Several international organizations in the hemp industry have released an update on the global position of hemp production and marketing. Led by the European Industrial Hemp Association (EIHA), the organizations released an 18-page update whose main highlight was that the hemp industry should not be subject to international drug laws as stipulated under the United Nations drug treaties.
The update calls for a transparent debate on the hemp laws and regulations that govern the industry on the international stage. From the report, industrial hemp is deemed as a valuable agricultural crop with multiple functions.
According to Lorenza Romanese, who is the Managing Director at EIHA, the fact that hemp has a botanical relationship with marijuana should not sentence it to its deathbed. He calls for relevant authorities to read the release to take proper and necessary action.

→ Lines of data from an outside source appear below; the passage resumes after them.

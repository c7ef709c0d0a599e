//! Chat REPL built-in commands

use crate::types::ModelChoice;

/// One line of REPL input
#[derive(Debug, Clone, PartialEq, Eq)]
pub enum Command {
    /// Plain text: a question for the assistant
    Ask(String),
    Help,
    Reset,
    /// Switch backend; `None` shows the current one
    Model { choice: Option<ModelChoice> },
    Prompts,
    /// Ask the saved prompt at this 1-based position
    Use { index: usize },
    History,
    Quit,
    Empty,
    Invalid { message: String },
}

impl Command {
    pub fn parse(input: &str) -> Command {
        let trimmed = input.trim();

        if trimmed.is_empty() {
            return Command::Empty;
        }
        let Some(rest) = trimmed.strip_prefix('/') else {
            return Command::Ask(trimmed.to_string());
        };

        let parts: Vec<&str> = rest.split_whitespace().collect();
        let Some(name) = parts.first() else {
            return Command::Invalid {
                message: "empty command".to_string(),
            };
        };

        match name.to_lowercase().as_str() {
            "help" | "h" => Command::Help,
            "quit" | "exit" | "q" => Command::Quit,
            "reset" => Command::Reset,
            "history" => Command::History,
            "prompts" => Command::Prompts,
            "model" => match parts.get(1) {
                None => Command::Model { choice: None },
                Some(value) => match value.parse::<ModelChoice>() {
                    Ok(choice) => Command::Model {
                        choice: Some(choice),
                    },
                    Err(message) => Command::Invalid { message },
                },
            },
            "use" => match parts.get(1).and_then(|s| s.parse::<usize>().ok()) {
                Some(index) if index > 0 => Command::Use { index },
                _ => Command::Invalid {
                    message: "usage: /use <number from /prompts>".to_string(),
                },
            },
            other => Command::Invalid {
                message: format!("unknown command: /{}", other),
            },
        }
    }
}

pub const HELP_TEXT: &str = "\
Commands:
  /model [primary|secondary]  show or switch the backend
  /prompts                    list saved prompts
  /use <n>                    ask saved prompt number n
  /history                    show the conversation so far
  /reset                      clear the conversation
  /quit                       leave
Press Ctrl-C while a request runs to cancel it.";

The common position paper comes at a time when several significant decisions that could change the hemp industry are set to be made in the near coming days in Europe and the UN. In December this year, a vote in the United Nations Commission on Narcotic Drugs (CND) is set to seal the fate of some issues concerning medical CBD which is commonly extracted from hemp. The US is already preparing for the Cannabidiol Enforcement Policy Draft Guidance by the FDA and the USDA’s Interim Final Rule.
The update by the international hemp organizations also seeks to push for countries to increase their legal hemp threshold from 0.3% to 1%. The groups claim the hemp plants with more than 0.3% THC also contain higher amounts of cannabidiol (CBD). They also argue that the tiny THC margin given by most countries is causing headaches for most farmers. Some countries that have adopted the 1% THC rule include Malawi, Uruguay, South Africa, Ecuador, and Thailand.